Scuole chiuse e strade allagate questa mattina in numerosi comuni del Vallo di Diano e del Golfo di Policastro, a sud di Salerno, a causa delle abbondati precipitazioni piovose delle ultime dodici ore. Nel Golfo di Policastro, a causa della pioggia e di forti raffiche di vento, risultano scoperchiati numerosi tetti di abitazioni a Sapri e a Vibonati.

A Policastro, poi, i vigili del fuoco sono dovuti intervenire più volte la notte scorsa per allagamenti di scantinati: si è resa necessaria l’evacuazione di alcune famiglie le cui abitazioni a pian terreno sono state invase dall’acqua. Nel Vallo di Diano, da ieri mattina, sono interdette al traffico veicolare diverse arterie stradali. Il fiume Tanagro ha tracimato tra Padula e Buonabitacolo, in contrada Tempa Molino.

Tra i territori comunali di Atena Lucana e San Rufo, sul rettilineo di San Marzano, hanno rotto gli argini due torrenti con il conseguente allagamento di tutti i terreni circostanti. I vigili del Fuoco del distaccamento di Sala Consilina e di Policastro Bussentino hanno effettuato decine di interventi la notte scorsa. In tutta la provincia di Salerno, invece, sono stati 150 gli interventi attuati dai vigili del fuoco.

Esonda il Sele, evacuate decine di persone in provincia di Salerno. Il fiume, che attraversa l’omonima piana, è tracimato in più punti nelle località Brecciale, Trentalone e Via della Riforma, nel Comune di Capaccio Paestum, allagando numerose abitazioni e alcune aziende bufaline. Nella tarda serata di ieri sono state evacuate una decina di famiglie, mentre numerose altre hanno deciso di lasciare le case preoccupate per l’innalzamento del livello del fiume.
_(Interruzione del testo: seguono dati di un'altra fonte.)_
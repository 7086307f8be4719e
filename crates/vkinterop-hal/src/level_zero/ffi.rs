/* BEGIN LICENSE
  SupaSim, a GPGPU and simulation toolkit.
  Copyright (C) 2025 Magnus Larsson
  SPDX-License-Identifier: MIT OR Apache-2.0
END LICENSE */
//! The subset of the Level Zero loader API used for Vulkan interop.
#![allow(non_camel_case_types, non_snake_case, dead_code)]

use std::ffi::{c_char, c_int, c_void};
use std::ptr::{null, null_mut};

use crate::loader::function_table;

pub type ze_result_t = u32;
pub type ze_driver_handle_t = *mut c_void;
pub type ze_device_handle_t = *mut c_void;
pub type ze_context_handle_t = *mut c_void;
pub type ze_command_list_handle_t = *mut c_void;
pub type ze_event_pool_handle_t = *mut c_void;
pub type ze_event_handle_t = *mut c_void;
pub type ze_image_handle_t = *mut c_void;
pub type ze_external_semaphore_ext_handle_t = *mut c_void;

pub const ZE_RESULT_SUCCESS: ze_result_t = 0;
pub const ZE_RESULT_NOT_READY: ze_result_t = 1;
pub const ZE_RESULT_ERROR_OUT_OF_DEVICE_MEMORY: ze_result_t = 0x70000002;
pub const ZE_RESULT_ERROR_UNSUPPORTED_FEATURE: ze_result_t = 0x78000003;

pub const ZE_INIT_FLAG_GPU_ONLY: u32 = 1;

pub const ZE_STRUCTURE_TYPE_DEVICE_PROPERTIES: u32 = 0x3;
pub const ZE_STRUCTURE_TYPE_COMMAND_QUEUE_GROUP_PROPERTIES: u32 = 0x6;
pub const ZE_STRUCTURE_TYPE_CONTEXT_DESC: u32 = 0xd;
pub const ZE_STRUCTURE_TYPE_COMMAND_QUEUE_DESC: u32 = 0xe;
pub const ZE_STRUCTURE_TYPE_EVENT_POOL_DESC: u32 = 0x10;
pub const ZE_STRUCTURE_TYPE_EVENT_DESC: u32 = 0x11;
pub const ZE_STRUCTURE_TYPE_IMAGE_DESC: u32 = 0x13;
pub const ZE_STRUCTURE_TYPE_DEVICE_MEM_ALLOC_DESC: u32 = 0x15;
pub const ZE_STRUCTURE_TYPE_EXTERNAL_MEMORY_IMPORT_FD: u32 = 0x19;
pub const ZE_STRUCTURE_TYPE_EXTERNAL_MEMORY_IMPORT_WIN32: u32 = 0x22;
pub const ZE_STRUCTURE_TYPE_EXTERNAL_SEMAPHORE_EXT_DESC: u32 = 0x0002001a;
pub const ZE_STRUCTURE_TYPE_EXTERNAL_SEMAPHORE_WIN32_EXT_DESC: u32 = 0x0002001b;
pub const ZE_STRUCTURE_TYPE_EXTERNAL_SEMAPHORE_FD_EXT_DESC: u32 = 0x0002001c;
pub const ZE_STRUCTURE_TYPE_EXTERNAL_SEMAPHORE_SIGNAL_PARAMS_EXT: u32 = 0x0002001d;
pub const ZE_STRUCTURE_TYPE_EXTERNAL_SEMAPHORE_WAIT_PARAMS_EXT: u32 = 0x0002001e;
pub const ZE_STRUCTURE_TYPE_BINDLESS_IMAGE_EXP_DESC: u32 = 0x00020023;

pub const ZE_EXTERNAL_MEMORY_TYPE_FLAG_OPAQUE_FD: u32 = 0x1;
pub const ZE_EXTERNAL_MEMORY_TYPE_FLAG_OPAQUE_WIN32: u32 = 0x4;
pub const ZE_EXTERNAL_MEMORY_TYPE_FLAG_OPAQUE_WIN32_KMT: u32 = 0x8;

pub const ZE_EXTERNAL_SEMAPHORE_EXT_FLAG_OPAQUE_FD: u32 = 0x1;
pub const ZE_EXTERNAL_SEMAPHORE_EXT_FLAG_OPAQUE_WIN32: u32 = 0x2;
pub const ZE_EXTERNAL_SEMAPHORE_EXT_FLAG_OPAQUE_WIN32_KMT: u32 = 0x4;
pub const ZE_EXTERNAL_SEMAPHORE_EXT_FLAG_VK_TIMELINE_SEMAPHORE_FD: u32 = 0x80;
pub const ZE_EXTERNAL_SEMAPHORE_EXT_FLAG_VK_TIMELINE_SEMAPHORE_WIN32: u32 = 0x100;

pub const ZE_COMMAND_QUEUE_GROUP_PROPERTY_FLAG_COMPUTE: u32 = 0x1;
pub const ZE_COMMAND_QUEUE_FLAG_IN_ORDER: u32 = 0x2;
pub const ZE_COMMAND_QUEUE_MODE_ASYNCHRONOUS: u32 = 2;

pub const ZE_EVENT_POOL_FLAG_HOST_VISIBLE: u32 = 0x1;
pub const ZE_EVENT_SCOPE_FLAG_HOST: u32 = 0x4;

pub const ZE_IMAGE_FLAG_KERNEL_WRITE: u32 = 0x1;
pub const ZE_IMAGE_BINDLESS_EXP_FLAG_BINDLESS: u32 = 0x1;
pub const ZE_IMAGE_BINDLESS_EXP_FLAG_SAMPLED_IMAGE: u32 = 0x2;

pub const ZE_IMAGE_TYPE_1D: u32 = 0;
pub const ZE_IMAGE_TYPE_1DARRAY: u32 = 1;
pub const ZE_IMAGE_TYPE_2D: u32 = 2;
pub const ZE_IMAGE_TYPE_2DARRAY: u32 = 3;
pub const ZE_IMAGE_TYPE_3D: u32 = 4;

pub const ZE_IMAGE_FORMAT_LAYOUT_8: u32 = 0;
pub const ZE_IMAGE_FORMAT_LAYOUT_16: u32 = 1;
pub const ZE_IMAGE_FORMAT_LAYOUT_32: u32 = 2;
pub const ZE_IMAGE_FORMAT_LAYOUT_8_8: u32 = 3;
pub const ZE_IMAGE_FORMAT_LAYOUT_8_8_8_8: u32 = 4;
pub const ZE_IMAGE_FORMAT_LAYOUT_16_16: u32 = 5;
pub const ZE_IMAGE_FORMAT_LAYOUT_16_16_16_16: u32 = 6;
pub const ZE_IMAGE_FORMAT_LAYOUT_32_32: u32 = 7;
pub const ZE_IMAGE_FORMAT_LAYOUT_32_32_32_32: u32 = 8;

pub const ZE_IMAGE_FORMAT_TYPE_UINT: u32 = 0;
pub const ZE_IMAGE_FORMAT_TYPE_SINT: u32 = 1;
pub const ZE_IMAGE_FORMAT_TYPE_UNORM: u32 = 2;
pub const ZE_IMAGE_FORMAT_TYPE_SNORM: u32 = 3;
pub const ZE_IMAGE_FORMAT_TYPE_FLOAT: u32 = 4;

pub const ZE_IMAGE_FORMAT_SWIZZLE_R: u32 = 0;
pub const ZE_IMAGE_FORMAT_SWIZZLE_G: u32 = 1;
pub const ZE_IMAGE_FORMAT_SWIZZLE_B: u32 = 2;
pub const ZE_IMAGE_FORMAT_SWIZZLE_A: u32 = 3;
pub const ZE_IMAGE_FORMAT_SWIZZLE_0: u32 = 4;
pub const ZE_IMAGE_FORMAT_SWIZZLE_1: u32 = 5;

pub const BINDLESS_IMAGE_EXTENSION: &str = "ZE_experimental_bindless_image";
pub const EXTERNAL_SEMAPHORE_EXTENSION: &str = "ZE_extension_external_semaphores";

#[repr(C)]
pub struct ze_device_properties_t {
    pub stype: u32,
    pub pNext: *mut c_void,
    pub type_: u32,
    pub vendorId: u32,
    pub deviceId: u32,
    pub flags: u32,
    pub subdeviceId: u32,
    pub coreClockRate: u32,
    pub maxMemAllocSize: u64,
    pub maxHardwareContexts: u32,
    pub maxCommandQueuePriority: u32,
    pub numThreadsPerEU: u32,
    pub physicalEUSimdWidth: u32,
    pub numEUsPerSubslice: u32,
    pub numSubslicesPerSlice: u32,
    pub numSlices: u32,
    pub timerResolution: u64,
    pub timestampValidBits: u32,
    pub kernelTimestampValidBits: u32,
    pub uuid: [u8; 16],
    pub name: [c_char; 256],
}
impl Default for ze_device_properties_t {
    fn default() -> Self {
        // Integers, arrays and a null pointer
        let mut properties: Self = unsafe { std::mem::zeroed() };
        properties.stype = ZE_STRUCTURE_TYPE_DEVICE_PROPERTIES;
        properties
    }
}

#[repr(C)]
pub struct ze_command_queue_group_properties_t {
    pub stype: u32,
    pub pNext: *mut c_void,
    pub flags: u32,
    pub maxMemoryFillPatternSize: usize,
    pub numQueues: u32,
}
impl Default for ze_command_queue_group_properties_t {
    fn default() -> Self {
        Self {
            stype: ZE_STRUCTURE_TYPE_COMMAND_QUEUE_GROUP_PROPERTIES,
            pNext: null_mut(),
            flags: 0,
            maxMemoryFillPatternSize: 0,
            numQueues: 0,
        }
    }
}

#[repr(C)]
pub struct ze_driver_extension_properties_t {
    pub name: [c_char; 256],
    pub version: u32,
}

#[repr(C)]
pub struct ze_context_desc_t {
    pub stype: u32,
    pub pNext: *const c_void,
    pub flags: u32,
}

#[repr(C)]
pub struct ze_command_queue_desc_t {
    pub stype: u32,
    pub pNext: *const c_void,
    pub ordinal: u32,
    pub index: u32,
    pub flags: u32,
    pub mode: u32,
    pub priority: u32,
}

#[repr(C)]
pub struct ze_event_pool_desc_t {
    pub stype: u32,
    pub pNext: *const c_void,
    pub flags: u32,
    pub count: u32,
}

#[repr(C)]
pub struct ze_event_desc_t {
    pub stype: u32,
    pub pNext: *const c_void,
    pub index: u32,
    pub signal: u32,
    pub wait: u32,
}

#[repr(C)]
pub struct ze_device_mem_alloc_desc_t {
    pub stype: u32,
    pub pNext: *const c_void,
    pub flags: u32,
    pub ordinal: u32,
}

#[repr(C)]
pub struct ze_external_memory_import_fd_t {
    pub stype: u32,
    pub pNext: *const c_void,
    pub flags: u32,
    pub fd: c_int,
}

#[repr(C)]
pub struct ze_external_memory_import_win32_handle_t {
    pub stype: u32,
    pub pNext: *const c_void,
    pub flags: u32,
    pub handle: *mut c_void,
    pub name: *const c_void,
}

#[repr(C)]
#[derive(Clone, Copy, Debug, PartialEq, Eq)]
pub struct ze_image_format_t {
    pub layout: u32,
    pub type_: u32,
    pub x: u32,
    pub y: u32,
    pub z: u32,
    pub w: u32,
}

#[repr(C)]
pub struct ze_image_desc_t {
    pub stype: u32,
    pub pNext: *const c_void,
    pub flags: u32,
    pub type_: u32,
    pub format: ze_image_format_t,
    pub width: u64,
    pub height: u32,
    pub depth: u32,
    pub arraylevels: u32,
    pub miplevels: u32,
}

#[repr(C)]
pub struct ze_image_bindless_exp_desc_t {
    pub stype: u32,
    pub pNext: *const c_void,
    pub flags: u32,
}

#[repr(C)]
pub struct ze_external_semaphore_ext_desc_t {
    pub stype: u32,
    pub pNext: *const c_void,
    pub flags: u32,
}

#[repr(C)]
pub struct ze_external_semaphore_fd_ext_desc_t {
    pub stype: u32,
    pub pNext: *const c_void,
    pub fd: c_int,
}

#[repr(C)]
pub struct ze_external_semaphore_win32_ext_desc_t {
    pub stype: u32,
    pub pNext: *const c_void,
    pub handle: *mut c_void,
    pub name: *const c_char,
}

#[repr(C)]
pub struct ze_external_semaphore_signal_params_ext_t {
    pub stype: u32,
    pub pNext: *const c_void,
    pub value: u64,
}

#[repr(C)]
pub struct ze_external_semaphore_wait_params_ext_t {
    pub stype: u32,
    pub pNext: *const c_void,
    pub value: u64,
}

/// Chained import descriptor for either handle flavour
pub enum MemoryImport {
    Fd(ze_external_memory_import_fd_t),
    Win32(ze_external_memory_import_win32_handle_t),
}
impl MemoryImport {
    pub fn as_ptr(&self) -> *const c_void {
        match self {
            Self::Fd(desc) => (desc as *const ze_external_memory_import_fd_t).cast(),
            Self::Win32(desc) => (desc as *const ze_external_memory_import_win32_handle_t).cast(),
        }
    }
}
impl ze_external_memory_import_fd_t {
    pub fn new(fd: c_int) -> Self {
        Self {
            stype: ZE_STRUCTURE_TYPE_EXTERNAL_MEMORY_IMPORT_FD,
            pNext: null(),
            flags: ZE_EXTERNAL_MEMORY_TYPE_FLAG_OPAQUE_FD,
            fd,
        }
    }
}

pub type PFN_zeImageGetDeviceOffsetExp =
    unsafe extern "C" fn(ze_image_handle_t, *mut u64) -> ze_result_t;
pub type PFN_zeDeviceImportExternalSemaphoreExt = unsafe extern "C" fn(
    ze_device_handle_t,
    *const ze_external_semaphore_ext_desc_t,
    *mut ze_external_semaphore_ext_handle_t,
) -> ze_result_t;
pub type PFN_zeDeviceReleaseExternalSemaphoreExt =
    unsafe extern "C" fn(ze_external_semaphore_ext_handle_t) -> ze_result_t;
pub type PFN_zeCommandListAppendSignalExternalSemaphoreExt = unsafe extern "C" fn(
    ze_command_list_handle_t,
    u32,
    *mut ze_external_semaphore_ext_handle_t,
    *mut ze_external_semaphore_signal_params_ext_t,
    ze_event_handle_t,
    u32,
    *mut ze_event_handle_t,
) -> ze_result_t;
pub type PFN_zeCommandListAppendWaitExternalSemaphoreExt = unsafe extern "C" fn(
    ze_command_list_handle_t,
    u32,
    *mut ze_external_semaphore_ext_handle_t,
    *mut ze_external_semaphore_wait_params_ext_t,
    ze_event_handle_t,
    u32,
    *mut ze_event_handle_t,
) -> ze_result_t;

function_table! {
    pub struct LevelZeroFunctions {
        required {
            zeInit: unsafe extern "C" fn(u32) -> ze_result_t,
            zeDriverGet: unsafe extern "C" fn(*mut u32, *mut ze_driver_handle_t) -> ze_result_t,
            zeDriverGetExtensionProperties: unsafe extern "C" fn(ze_driver_handle_t, *mut u32, *mut ze_driver_extension_properties_t) -> ze_result_t,
            zeDriverGetExtensionFunctionAddress: unsafe extern "C" fn(ze_driver_handle_t, *const c_char, *mut *mut c_void) -> ze_result_t,
            zeDeviceGet: unsafe extern "C" fn(ze_driver_handle_t, *mut u32, *mut ze_device_handle_t) -> ze_result_t,
            zeDeviceGetProperties: unsafe extern "C" fn(ze_device_handle_t, *mut ze_device_properties_t) -> ze_result_t,
            zeDeviceGetCommandQueueGroupProperties: unsafe extern "C" fn(ze_device_handle_t, *mut u32, *mut ze_command_queue_group_properties_t) -> ze_result_t,
            zeContextCreate: unsafe extern "C" fn(ze_driver_handle_t, *const ze_context_desc_t, *mut ze_context_handle_t) -> ze_result_t,
            zeContextDestroy: unsafe extern "C" fn(ze_context_handle_t) -> ze_result_t,
            zeMemAllocDevice: unsafe extern "C" fn(ze_context_handle_t, *const ze_device_mem_alloc_desc_t, usize, usize, ze_device_handle_t, *mut *mut c_void) -> ze_result_t,
            zeMemFree: unsafe extern "C" fn(ze_context_handle_t, *mut c_void) -> ze_result_t,
            zeImageCreate: unsafe extern "C" fn(ze_context_handle_t, ze_device_handle_t, *const ze_image_desc_t, *mut ze_image_handle_t) -> ze_result_t,
            zeImageDestroy: unsafe extern "C" fn(ze_image_handle_t) -> ze_result_t,
            zeCommandListCreateImmediate: unsafe extern "C" fn(ze_context_handle_t, ze_device_handle_t, *const ze_command_queue_desc_t, *mut ze_command_list_handle_t) -> ze_result_t,
            zeCommandListHostSynchronize: unsafe extern "C" fn(ze_command_list_handle_t, u64) -> ze_result_t,
            zeCommandListDestroy: unsafe extern "C" fn(ze_command_list_handle_t) -> ze_result_t,
            zeCommandListAppendMemoryCopy: unsafe extern "C" fn(ze_command_list_handle_t, *mut c_void, *const c_void, usize, ze_event_handle_t, u32, *mut ze_event_handle_t) -> ze_result_t,
            zeCommandListAppendImageCopyToMemory: unsafe extern "C" fn(ze_command_list_handle_t, *mut c_void, ze_image_handle_t, *const c_void, ze_event_handle_t, u32, *mut ze_event_handle_t) -> ze_result_t,
            zeCommandListAppendImageCopyFromMemory: unsafe extern "C" fn(ze_command_list_handle_t, ze_image_handle_t, *const c_void, *const c_void, ze_event_handle_t, u32, *mut ze_event_handle_t) -> ze_result_t,
            zeEventPoolCreate: unsafe extern "C" fn(ze_context_handle_t, *const ze_event_pool_desc_t, u32, *mut ze_device_handle_t, *mut ze_event_pool_handle_t) -> ze_result_t,
            zeEventPoolDestroy: unsafe extern "C" fn(ze_event_pool_handle_t) -> ze_result_t,
            zeEventCreate: unsafe extern "C" fn(ze_event_pool_handle_t, *const ze_event_desc_t, *mut ze_event_handle_t) -> ze_result_t,
            zeEventDestroy: unsafe extern "C" fn(ze_event_handle_t) -> ze_result_t,
            zeEventHostSynchronize: unsafe extern "C" fn(ze_event_handle_t, u64) -> ze_result_t,
            zeEventHostReset: unsafe extern "C" fn(ze_event_handle_t) -> ze_result_t,
        }
        optional {
            zeImageGetDeviceOffsetExp: PFN_zeImageGetDeviceOffsetExp,
            zeDeviceImportExternalSemaphoreExt: PFN_zeDeviceImportExternalSemaphoreExt,
            zeDeviceReleaseExternalSemaphoreExt: PFN_zeDeviceReleaseExternalSemaphoreExt,
            zeCommandListAppendSignalExternalSemaphoreExt: PFN_zeCommandListAppendSignalExternalSemaphoreExt,
            zeCommandListAppendWaitExternalSemaphoreExt: PFN_zeCommandListAppendWaitExternalSemaphoreExt,
        }
    }
}

#[cfg(test)]
mod tests {
    use super::*;

    #[test]
    fn struct_layouts_match_the_c_headers() {
        assert_eq!(std::mem::size_of::<ze_device_properties_t>(), 368);
        assert_eq!(std::mem::size_of::<ze_image_desc_t>(), 72);
        assert_eq!(std::mem::size_of::<ze_command_queue_desc_t>(), 40);
        assert_eq!(std::mem::size_of::<ze_command_queue_group_properties_t>(), 40);
        assert_eq!(std::mem::size_of::<ze_driver_extension_properties_t>(), 260);
    }
}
Sul posto lavorano ininterrottamente il personale del Nucleo di Protezione Civile del Comune di Capaccio Paestum, volontari e gli uomini della Croce Rossa, oltre ai vigili del Fuoco, carabinieri, polizia municipale e gli operai del Consorzio di Bonifica di Paestum. L’area interessata dall’esondazione era già finita sott’acqua nel 2010 e lo scorso anno. Anche allora, numerose famiglie erano state evacuate mentre si contarono danni incalcolabili alle colture e negli allevamenti zootecnici.